▶ **About this exercise**:
Where the line with "strided element storage." appears below, start writing out lines exactly, and finish with the line with "debug_assert_eq!(bytes.len() % elt_size, 0);", which is included; write out nothing else.

▶ **Given entries**:
((
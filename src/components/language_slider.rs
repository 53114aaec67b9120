use yew::prelude::*;

use crate::showcase::language::DemoLanguage;

#[derive(Properties, PartialEq)]
pub struct LanguageSliderProps {
    pub active: DemoLanguage,
    pub on_select: Callback<DemoLanguage>,
}

#[function_component(LanguageSlider)]
pub fn language_slider(props: &LanguageSliderProps) -> Html {
    html! {
        <div class="language-slider">
            <span class="language-slider-label">{"Язык"}</span>
            { for DemoLanguage::ALL.iter().map(|&language| {
                let on_select = props.on_select.clone();
                let onclick = Callback::from(move |e: MouseEvent| {
                    e.prevent_default();
                    on_select.emit(language);
                });
                html! {
                    <button
                        key={language.code()}
                        class={classes!("language-option", (props.active == language).then(|| "active"))}
                        aria-pressed={(props.active == language).to_string()}
                        {onclick}
                    >
                        <span class="language-flag">{language.flag()}</span>
                        {language.label()}
                    </button>
                }
            }) }
            <style>
                {r#"
                .language-slider {
                    display: flex;
                    align-items: center;
                    gap: 0.75rem;
                    padding: 0.4rem 1rem;
                    background: rgba(0, 0, 0, 0.45);
                    backdrop-filter: blur(8px);
                    border: 1px solid rgba(255, 255, 255, 0.1);
                    border-radius: 0.75rem;
                    color: #fff;
                }
                .language-slider-label {
                    font-size: 0.75rem;
                    opacity: 0.8;
                }
                .language-option {
                    display: flex;
                    align-items: center;
                    gap: 0.25rem;
                    padding: 0.25rem 0.5rem;
                    border: none;
                    border-radius: 0.4rem;
                    background: transparent;
                    color: #d1d5db;
                    font-size: 0.875rem;
                    cursor: pointer;
                    transition: color 0.2s ease;
                }
                .language-option:hover {
                    color: #fff;
                }
                .language-option.active {
                    color: #f97316;
                }
                .language-flag {
                    font-size: 1.1rem;
                }
                "#}
            </style>
        </div>
    }
}
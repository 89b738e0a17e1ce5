//! Sorting and searching over strided element storage.

use alloc::vec::Vec;
use core::cmp::Ordering;

/// Stable sort of `bytes`, viewed as consecutive elements of `elt_size` bytes.
///
/// The permutation is computed with the standard (stable) slice sort over
/// element indices, then applied in a single pass.
pub(crate) fn stable_sort_by(
    bytes: &mut [u8],
    elt_size: usize,
    mut compare: impl FnMut(&[u8], &[u8]) -> Ordering,
) {
    debug_assert_eq!(bytes.len() % elt_size, 0);
    let len = bytes.len() / elt_size;
    if len < 2 {
        return;
    }
    let view: &[u8] = bytes;
    let mut order: Vec<usize> = (0..len).collect();
    order.sort_by(|&a, &b| compare(element(view, elt_size, a), element(view, elt_size, b)));
    if order.iter().enumerate().all(|(i, &j)| i == j) {
        return;
    }
    let sorted: Vec<u8> = order
        .iter()
        .flat_map(|&i| element(view, elt_size, i))
        .copied()
        .collect();
    bytes.copy_from_slice(&sorted);
}

fn element(bytes: &[u8], elt_size: usize, index: usize) -> &[u8] {
    &bytes[index * elt_size..(index + 1) * elt_size]
}

/// Lower-bound binary search over `len` sorted elements.
///
/// `compare(i)` orders element `i` against the target. Among equal elements,
/// the one with the lowest index is returned.
pub(crate) fn binary_search_by(
    len: usize,
    mut compare: impl FnMut(usize) -> Ordering,
) -> Option<usize> {
    let (mut left, mut right) = (0, len);
    while left < right {
        let middle = left + (right - left) / 2;
        if compare(middle) == Ordering::Less {
            left = middle + 1;
        } else {
            right = middle;
        }
    }
    (left < len && compare(left) == Ordering::Equal).then_some(left)
}
impl<T> PtrArray<T> {
    pub fn new() -> Self {
        Self::new_null_terminated(0, None, false)
    }

    pub fn sized_new(reserved: usize) -> Self {
        Self::new_null_terminated(reserved, None, false)
    }

    pub fn with_free_func(free_func: impl Fn(T) + Send + Sync + 'static) -> Self {
        Self::new_null_terminated(0, Some(Arc::new(free_func)), false)
    }

    pub fn new_full(reserved: usize, free_func: Option<FreeFunc<T>>) -> Self {
        Self::new_null_terminated(reserved, free_func, false)
    }

    /// Creates an array with room for `reserved` elements.
    ///
    /// Storage is only allocated when `reserved` is non-zero, so an empty
    /// null-terminated array may not hold its terminator yet.
    pub fn new_null_terminated(
        reserved: usize,
        free_func: Option<FreeFunc<T>>,
        null_terminated: bool,
    ) -> Self {
        let mut array = Self {
            pdata: Vec::new(),
            null_terminated,
            free_func,
        };
        if reserved != 0 {
            array.reserve(reserved);
        }
        array
    }

    /// Creates an array owning the elements of `data`.
    pub fn new_take(data: Vec<Option<T>>, free_func: Option<FreeFunc<T>>) -> Self {
        assert!(data.len() <= MAX_ELEMENTS, "too many elements");
        Self {
            pdata: data,
            null_terminated: false,
            free_func,
        }
    }

    /// Creates a null-terminated array owning the elements of `data` up to
    /// the first `None`.
    ///
    /// Elements past the first `None` are dropped. Empty data gives an
    /// unallocated array.
    ///
    /// # Panics
    ///
    /// Panics if non-empty data contains no `None`.
    pub fn new_take_null_terminated(
        mut data: Vec<Option<T>>,
        free_func: Option<FreeFunc<T>>,
    ) -> Self {
        if data.is_empty() {
            return Self::new_null_terminated(0, free_func, true);
        }
        let len = data
            .iter()
            .position(Option::is_none)
            .unwrap_or_else(|| panic!("missing null terminator"));
        assert!(len < MAX_ELEMENTS, "too many elements");
        data.truncate(len + 1);
        Self {
            pdata: data,
            null_terminated: true,
            free_func,
        }
    }

    /// Creates an array holding copies of `data`.
    pub fn new_from_slice(
        data: &[Option<T>],
        copy_func: impl FnMut(&T) -> T,
        free_func: Option<FreeFunc<T>>,
    ) -> Self {
        Self::new_from_elements(data, copy_func, free_func, false)
    }

    /// Creates a null-terminated array holding copies of `data` up to its
    /// first `None`, or of the whole slice if it has none.
    pub fn new_from_null_terminated(
        data: &[Option<T>],
        copy_func: impl FnMut(&T) -> T,
        free_func: Option<FreeFunc<T>>,
    ) -> Self {
        let len = data.iter().position(Option::is_none).unwrap_or(data.len());
        Self::new_from_elements(&data[..len], copy_func, free_func, true)
    }

    fn new_from_elements(
        data: &[Option<T>],
        mut copy_func: impl FnMut(&T) -> T,
        free_func: Option<FreeFunc<T>>,
        null_terminated: bool,
    ) -> Self {
        let mut array = Self::new_null_terminated(data.len(), free_func, null_terminated);
        array.with_unterminated(|pdata| {
            pdata.extend(data.iter().map(|item| item.as_ref().map(&mut copy_func)));
        });
        array
    }

    fn has_terminator(&self) -> bool {
        self.null_terminated && self.pdata.capacity() != 0
    }

    pub fn len(&self) -> usize {
        self.pdata.len() - usize::from(self.has_terminator())
    }

    pub fn is_empty(&self) -> bool {
        self.len() == 0
    }

    /// Number of allocated slots, terminator slot included.
    pub fn capacity(&self) -> usize {
        self.pdata.capacity()
    }

    pub fn is_null_terminated(&self) -> bool {
        self.null_terminated
    }

    pub fn set_free_func(&mut self, free_func: Option<FreeFunc<T>>) {
        self.free_func = free_func;
    }

    pub fn has_free_func(&self) -> bool {
        self.free_func.is_some()
    }

    pub fn as_slice(&self) -> &[Option<T>] {
        &self.pdata[..self.len()]
    }

    pub fn as_mut_slice(&mut self) -> &mut [Option<T>] {
        let len = self.len();
        &mut self.pdata[..len]
    }

    /// Returns the elements followed by the terminator, if the array is
    /// null-terminated and allocated.
    pub fn as_terminated_slice(&self) -> Option<&[Option<T>]> {
        self.has_terminator().then_some(self.pdata.as_slice())
    }

    /// Returns the pointer to the first slot.
    ///
    /// When the array is null-terminated and allocated, the elements are
    /// followed by a `None`.
    pub fn as_ptr(&self) -> *const Option<T> {
        self.pdata.as_ptr()
    }

    pub fn iter(&self) -> slice::Iter<'_, Option<T>> {
        self.as_slice().iter()
    }

    #[track_caller]
    pub fn get(&self, index: usize) -> Option<&T> {
        self[index].as_ref()
    }

    /// Reserves room for `additional` more elements.
    ///
    /// Aborts the process if the resulting length would exceed the size limits.
    pub fn reserve(&mut self, additional: usize) {
        if let Some(growth) = growth::grow(
            self.len(),
            self.pdata.capacity(),
            additional,
            slot_size::<T>(),
            self.null_terminated,
        ) {
            self.pdata.reserve_exact(growth.capacity - self.pdata.len());
        }
        if self.null_terminated && self.pdata.is_empty() {
            self.pdata.push(None);
        }
    }

    // Runs `f` on the elements alone, then restores the terminator. Room for
    // the terminator must have been reserved beforehand.
    fn with_unterminated<R>(&mut self, f: impl FnOnce(&mut Vec<Option<T>>) -> R) -> R {
        if self.has_terminator() {
            self.pdata.pop();
        }
        let res = f(&mut self.pdata);
        if self.null_terminated && self.pdata.capacity() != 0 {
            self.pdata.push(None);
        }
        res
    }

    fn free_element(&self, item: Option<T>) {
        if let (Some(free_func), Some(item)) = (&self.free_func, item) {
            free_func(item);
        }
    }

    fn take_elements(&mut self) -> Vec<Option<T>> {
        let terminated = self.has_terminator();
        let mut pdata = mem::take(&mut self.pdata);
        if terminated {
            pdata.pop();
        }
        pdata
    }

    /// Appends an element.
    pub fn add(&mut self, item: Option<T>) {
        self.reserve(1);
        self.with_unterminated(|pdata| pdata.push(item));
    }

    /// Inserts an element at `index`, or appends it when `index` is `None`.
    #[track_caller]
    pub fn insert(&mut self, index: Option<usize>, item: Option<T>) {
        let len = self.len();
        let index = index.unwrap_or(len);
        if index > len {
            panic_out_of_range(index, len);
        }
        self.reserve(1);
        self.with_unterminated(|pdata| pdata.insert(index, item));
    }

    /// Sets the length of the array.
    ///
    /// Growing appends `None` elements; shrinking discards the trailing
    /// elements in index order.
    pub fn set_size(&mut self, len: usize) {
        let cur = self.len();
        match len.cmp(&cur) {
            Ordering::Greater => {
                self.reserve(len - cur);
                self.with_unterminated(|pdata| pdata.resize_with(len, || None));
            }
            Ordering::Less => self.remove_range(len, cur - len),
            Ordering::Equal => {}
        }
    }

    /// Removes the element at `index` and discards it.
    #[track_caller]
    pub fn remove_index(&mut self, index: usize, removal: Removal) {
        let item = self.take_index(index, removal);
        self.free_element(item);
    }

    /// Removes the element at `index` and returns it, without calling the
    /// free function.
    #[track_caller]
    pub fn steal_index(&mut self, index: usize, removal: Removal) -> Option<T> {
        self.take_index(index, removal)
    }

    #[track_caller]
    fn take_index(&mut self, index: usize, removal: Removal) -> Option<T> {
        let len = self.len();
        if index >= len {
            panic_out_of_range(index, len);
        }
        self.with_unterminated(|pdata| match removal {
            Removal::Preserve => pdata.remove(index),
            Removal::Swap => pdata.swap_remove(index),
        })
    }

    /// Removes `count` elements starting at `index`, discarding each of them.
    #[track_caller]
    pub fn remove_range(&mut self, index: usize, count: usize) {
        let len = self.len();
        if index > len || count > len - index {
            panic!(
                "range {index}..{} out of range for array of length {len}",
                index.saturating_add(count),
            );
        }
        if count == 0 {
            return;
        }
        let removed: Vec<_> =
            self.with_unterminated(|pdata| pdata.drain(index..index + count).collect());
        for item in removed {
            self.free_element(item);
        }
    }

    /// Removes the first element equal to `item`, discarding it.
    ///
    /// Returns `true` if an element was found.
    pub fn remove(&mut self, item: &T) -> bool
    where
        T: PartialEq,
    {
        self.remove_first(item, Removal::Preserve)
    }

    /// Like [`remove`](Self::remove), filling the gap with the last element.
    pub fn remove_fast(&mut self, item: &T) -> bool
    where
        T: PartialEq,
    {
        self.remove_first(item, Removal::Swap)
    }

    fn remove_first(&mut self, item: &T, removal: Removal) -> bool
    where
        T: PartialEq,
    {
        match self.find(item) {
            Some(index) => {
                self.remove_index(index, removal);
                true
            }
            None => false,
        }
    }

    /// Appends copies of the elements of `other`.
    pub fn extend(&mut self, other: &PtrArray<T>, mut copy_func: impl FnMut(&T) -> T) {
        if other.is_empty() {
            return;
        }
        self.reserve(other.len());
        self.with_unterminated(|pdata| {
            pdata.extend(other.iter().map(|item| item.as_ref().map(&mut copy_func)));
        });
    }

    /// Moves the elements of `other` to the end of this array.
    ///
    /// `other` is destroyed without discarding the moved elements.
    pub fn extend_and_steal(&mut self, mut other: PtrArray<T>) {
        let items = other.take_elements();
        if items.is_empty() {
            return;
        }
        self.reserve(items.len());
        self.with_unterminated(|pdata| pdata.extend(items));
    }

    /// Copies the array, sharing its free function.
    ///
    /// Storage is only allocated for the copy if this array is allocated.
    pub fn copy(&self, mut copy_func: impl FnMut(&T) -> T) -> Self {
        let mut copy = Self::new_null_terminated(0, self.free_func.clone(), self.null_terminated);
        if self.pdata.capacity() != 0 {
            copy.reserve(self.len());
            copy.with_unterminated(|pdata| {
                pdata.extend(self.iter().map(|item| item.as_ref().map(&mut copy_func)));
            });
        }
        copy
    }

    /// Sorts the elements with a stable sort.
    ///
    /// The comparator receives references to the stored slots.
    pub fn sort(&mut self, compare: impl FnMut(&Option<T>, &Option<T>) -> Ordering) {
        self.as_mut_slice().sort_by(compare);
    }

    pub fn sort_with_data<D: ?Sized>(
        &mut self,
        data: &D,
        mut compare: impl FnMut(&Option<T>, &Option<T>, &D) -> Ordering,
    ) {
        self.sort(|a, b| compare(a, b, data));
    }

    /// Sorts the elements with a stable sort, the comparator receiving the
    /// values themselves.
    pub fn sort_values(&mut self, mut compare: impl FnMut(Option<&T>, Option<&T>) -> Ordering) {
        self.sort(|a, b| compare(a.as_ref(), b.as_ref()));
    }

    pub fn sort_values_with_data<D: ?Sized>(
        &mut self,
        data: &D,
        mut compare: impl FnMut(Option<&T>, Option<&T>, &D) -> Ordering,
    ) {
        self.sort(|a, b| compare(a.as_ref(), b.as_ref(), data));
    }

    /// Returns the index of the first element equal to `needle`.
    pub fn find(&self, needle: &T) -> Option<usize>
    where
        T: PartialEq,
    {
        self.find_with_equal_func(needle, |item, needle| item == Some(needle))
    }

    /// Returns the index of the first element for which `equal` holds.
    pub fn find_with_equal_func<N: ?Sized>(
        &self,
        needle: &N,
        mut equal: impl FnMut(Option<&T>, &N) -> bool,
    ) -> Option<usize> {
        self.iter().position(|item| equal(item.as_ref(), needle))
    }

    pub fn foreach(&self, mut f: impl FnMut(Option<&T>)) {
        for item in self.iter() {
            f(item.as_ref());
        }
    }

    /// Takes the storage, leaving the array empty and unallocated.
    ///
    /// The returned vector ends with the terminator when the array is
    /// null-terminated and was allocated. The free function is not called.
    pub fn steal(&mut self) -> Vec<Option<T>> {
        mem::take(&mut self.pdata)
    }

    /// Destroys the array.
    ///
    /// With `free_segment`, the elements are discarded; otherwise the storage
    /// is returned, always terminated for a null-terminated array.
    pub fn free(mut self, free_segment: bool) -> Option<Vec<Option<T>>> {
        self.release(free_segment)
    }
}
))
▶ **Finished exercise**:
//! Sorting and searching over strided element storage.

use alloc::vec::Vec;
use core::cmp::Ordering;

/// Stable sort of `bytes`, viewed as consecutive elements of `elt_size` bytes.
///
/// The permutation is computed with the standard (stable) slice sort over
/// element indices, then applied in a single pass.
pub(crate) fn stable_sort_by(
    bytes: &mut [u8],
    elt_size: usize,
    mut compare: impl FnMut(&[u8], &[u8]) -> Ordering,
) {
    debug_assert_eq!(bytes.len() % elt_size, 0);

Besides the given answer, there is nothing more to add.